Reproduce all of the records exactly.

BEGIN MATERIAL PROVIDED

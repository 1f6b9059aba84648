//! Lookup over an entry's change records.

use crate::AuditLogChange;
use parley_error::{AuditLogError, AuditLogErrorKind, AuditLogResult};
use serde_json::Value;
use std::collections::HashMap;

/// Which half of a change record to read.
#[derive(Debug, Clone, Copy, PartialEq, Eq, Hash, strum::Display)]
#[strum(serialize_all = "snake_case")]
pub enum Side {
    /// The value before the change.
    OldValue,
    /// The value after the change.
    NewValue,
}

/// Change records of one entry, indexed by property name in a single pass.
///
/// When a property appears more than once, the first record wins.
///
/// # Example
///
/// ```
/// use parley_rest::{AuditLogChangeBuilder, ChangeSet, Side};
/// use serde_json::json;
///
/// let changes = vec![
///     AuditLogChangeBuilder::default().key("id").old_value(json!("1")).build().unwrap(),
///     AuditLogChangeBuilder::default().key("id").old_value(json!("2")).build().unwrap(),
/// ];
/// let set = ChangeSet::index(&changes);
/// assert_eq!(set.u64("id", Side::OldValue).unwrap(), 1);
/// ```
#[derive(Debug, Clone, Default)]
pub struct ChangeSet<'a> {
    by_key: HashMap<&'a str, &'a AuditLogChange>,
}

impl<'a> ChangeSet<'a> {
    /// Index `changes` by property name.
    pub fn index(changes: &'a [AuditLogChange]) -> Self {
        let mut by_key = HashMap::with_capacity(changes.len());
        for change in changes {
            by_key.entry(change.key().as_str()).or_insert(change);
        }
        Self { by_key }
    }

    /// The first record for `key`, if any.
    pub fn get(&self, key: &str) -> Option<&'a AuditLogChange> {
        self.by_key.get(key).copied()
    }

    /// One side of the record for `key`, if both the record and that side are present.
    pub fn value(&self, key: &str, side: Side) -> Option<&'a Value> {
        let change = self.get(key)?;
        match side {
            Side::OldValue => change.old_value().as_ref(),
            Side::NewValue => change.new_value().as_ref(),
        }
    }

    /// Like [`value`](Self::value), but absence is an error.
    ///
    /// # Errors
    ///
    /// Returns `MissingAuditLogField` when the record or the requested side is absent.
    pub fn require(&self, key: &str, side: Side) -> AuditLogResult<&'a Value> {
        self.value(key, side).ok_or_else(|| {
            AuditLogError::new(AuditLogErrorKind::MissingAuditLogField(key.to_string()))
        })
    }

    /// Reads a required side as an unsigned 64-bit integer.
    ///
    /// # Errors
    ///
    /// Returns `MissingAuditLogField` or `InvalidAuditLogValue`.
    pub fn u64(&self, key: &str, side: Side) -> AuditLogResult<u64> {
        as_u64(key, self.require(key, side)?)
    }

    /// Reads a required side as a string.
    ///
    /// # Errors
    ///
    /// Returns `MissingAuditLogField` or `InvalidAuditLogValue`.
    pub fn string(&self, key: &str, side: Side) -> AuditLogResult<String> {
        as_string(key, self.require(key, side)?)
    }

    /// Reads an optional side as an unsigned 64-bit integer.
    ///
    /// # Errors
    ///
    /// Returns `InvalidAuditLogValue` if a present value is not an integer.
    pub fn optional_u64(&self, key: &str, side: Side) -> AuditLogResult<Option<u64>> {
        self.value(key, side).map(|v| as_u64(key, v)).transpose()
    }
}

/// Accepts a JSON number or a decimal string.
pub(crate) fn as_u64(field: &str, value: &Value) -> AuditLogResult<u64> {
    let invalid = |reason: String| {
        AuditLogError::new(AuditLogErrorKind::InvalidAuditLogValue {
            field: field.to_string(),
            reason,
        })
    };

    match value {
        Value::Number(n) => n
            .as_u64()
            .ok_or_else(|| invalid(format!("{} is not an unsigned 64-bit integer", n))),
        Value::String(s) => s
            .parse()
            .map_err(|e| invalid(format!("'{}' is not an unsigned 64-bit integer: {}", s, e))),
        other => Err(invalid(format!("expected integer, got {}", other))),
    }
}

/// Accepts a JSON string, or a number rendered as its decimal text.
pub(crate) fn as_string(field: &str, value: &Value) -> AuditLogResult<String> {
    match value {
        Value::String(s) => Ok(s.clone()),
        Value::Number(n) => Ok(n.to_string()),
        other => Err(AuditLogError::new(
            AuditLogErrorKind::InvalidAuditLogValue {
                field: field.to_string(),
                reason: format!("expected string, got {}", other),
            },
        )),
    }
}
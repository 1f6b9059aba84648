//! Core data types for the Parley chat client library.
//!
//! This crate provides the value types shared by the command framework and the
//! REST entities, plus configuration loading and tracing setup.

#![forbid(unsafe_code)]
#![warn(missing_docs)]

mod config;
mod overwrite;
mod permissions;
mod run_mode;
mod snowflake;
mod telemetry;

pub use config::{CommandServiceConfig, LogFormat, LoggingConfig, ParleyConfig};
pub use overwrite::{Overwrite, PermissionTarget};
pub use permissions::{ChannelPermission, OverwritePermissions, PermValue};
pub use run_mode::RunMode;
pub use snowflake::Snowflake;
pub use telemetry::init_tracing;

END MATERIAL PROVIDED

ANSWER:
repository 1f6b9059aba84648
//! Lookup over an entry's change records.

use crate::AuditLogChange;
use parley_error::{AuditLogError, AuditLogErrorKind, AuditLogResult};
use serde_json::Value;
use std::collections::HashMap;

/// Which half of a change record to read.
#[derive(Debug, Clone, Copy, PartialEq, Eq, Hash, strum::Display)]
#[strum(serialize_all = "snake_case")]
pub enum Side {
    /// The value before the change.
    OldValue,
    /// The value after the change.
    NewValue,
}

/// Change records of one entry, indexed by property name in a single pass.
///
/// When a property appears more than once, the first record wins.
///
/// # Example
///
/// ```
/// use parley_rest::{AuditLogChangeBuilder, ChangeSet, Side};
/// use serde_json::json;
///
/// let changes = vec![
///     AuditLogChangeBuilder::default().key("id").old_value(json!("1")).build().unwrap(),
///     AuditLogChangeBuilder::default().key("id").old_value(json!("2")).build().unwrap(),
/// ];
/// let set = ChangeSet::index(&changes);
/// assert_eq!(set.u64("id", Side::OldValue).unwrap(), 1);
/// ```
#[derive(Debug, Clone, Default)]
pub struct ChangeSet<'a> {
    by_key: HashMap<&'a str, &'a AuditLogChange>,
}

impl<'a> ChangeSet<'a> {
    /// Index `changes` by property name.
    pub fn index(changes: &'a [AuditLogChange]) -> Self {
        let mut by_key = HashMap::with_capacity(changes.len());
        for change in changes {
            by_key.entry(change.key().as_str()).or_insert(change);
        }
        Self { by_key }
    }

    /// The first record for `key`, if any.
    pub fn get(&self, key: &str) -> Option<&'a AuditLogChange> {
        self.by_key.get(key).copied()
    }

    /// One side of the record for `key`, if both the record and that side are present.
    pub fn value(&self, key: &str, side: Side) -> Option<&'a Value> {
        let change = self.get(key)?;
        match side {
            Side::OldValue => change.old_value().as_ref(),
            Side::NewValue => change.new_value().as_ref(),
        }
    }

    /// Like [`value`](Self::value), but absence is an error.
    ///
    /// # Errors
    ///
    /// Returns `MissingAuditLogField` when the record or the requested side is absent.
    pub fn require(&self, key: &str, side: Side) -> AuditLogResult<&'a Value> {
        self.value(key, side).ok_or_else(|| {
            AuditLogError::new(AuditLogErrorKind::MissingAuditLogField(key.to_string()))
        })
    }

    /// Reads a required side as an unsigned 64-bit integer.
    ///
    /// # Errors
    ///
    /// Returns `MissingAuditLogField` or `InvalidAuditLogValue`.
    pub fn u64(&self, key: &str, side: Side) -> AuditLogResult<u64> {
        as_u64(key, self.require(key, side)?)
    }

    /// Reads a required side as a string.
    ///
    /// # Errors
    ///
    /// Returns `MissingAuditLogField` or `InvalidAuditLogValue`.
    pub fn string(&self, key: &str, side: Side) -> AuditLogResult<String> {
        as_string(key, self.require(key, side)?)
    }

    /// Reads an optional side as an unsigned 64-bit integer.
    ///
    /// # Errors
    ///
    /// Returns `InvalidAuditLogValue` if a present value is not an integer.
    pub fn optional_u64(&self, key: &str, side: Side) -> AuditLogResult<Option<u64>> {
        self.value(key, side).map(|v| as_u64(key, v)).transpose()
    }
}

/// Accepts a JSON number or a decimal string.
pub(crate) fn as_u64(field: &str, value: &Value) -> AuditLogResult<u64> {
    let invalid = |reason: String| {
        AuditLogError::new(AuditLogErrorKind::InvalidAuditLogValue {
            field: field.to_string(),
            reason,
        })
    };

    match value {
        Value::Number(n) => n
            .as_u64()
            .ok_or_else(|| invalid(format!("{} is not an unsigned 64-bit integer", n))),
        Value::String(s) => s
            .parse()
            .map_err(|e| invalid(format!("'{}' is not an unsigned 64-bit integer: {}", s, e))),
        other => Err(invalid(format!("expected integer, got {}", other))),
    }
}

/// Accepts a JSON string, or a number rendered as its decimal text.
pub(crate) fn as_string(field: &str, value: &Value) -> AuditLogResult<String> {
    match value {
        Value::String(s) => Ok(s.clone()),
        Value::Number(n) => Ok(n.to_string()),
        other => Err(AuditLogError::new(
            AuditLogErrorKind::InvalidAuditLogValue {
                field: field.to_string(),
                reason: format!("expected string, got {}", other),
            },
        )),
    }
}
repository 1f6b9059aba84648
//! Core data types for the Parley chat client library.
//!
//! This crate provides the value types shared by the command framework and the
//! REST entities, plus configuration loading and tracing setup.

#![forbid(unsafe_code)]
#![warn(missing_docs)]

mod config;
mod overwrite;
mod permissions;
mod run_mode;
mod snowflake;
mod telemetry;

pub use config::{CommandServiceConfig, LogFormat, LoggingConfig, ParleyConfig};
pub use overwrite::{Overwrite, PermissionTarget};
pub use permissions::{ChannelPermission, OverwritePermissions, PermValue};
pub use run_mode::RunMode;
pub use snowflake::Snowflake;
pub use telemetry::init_tracing;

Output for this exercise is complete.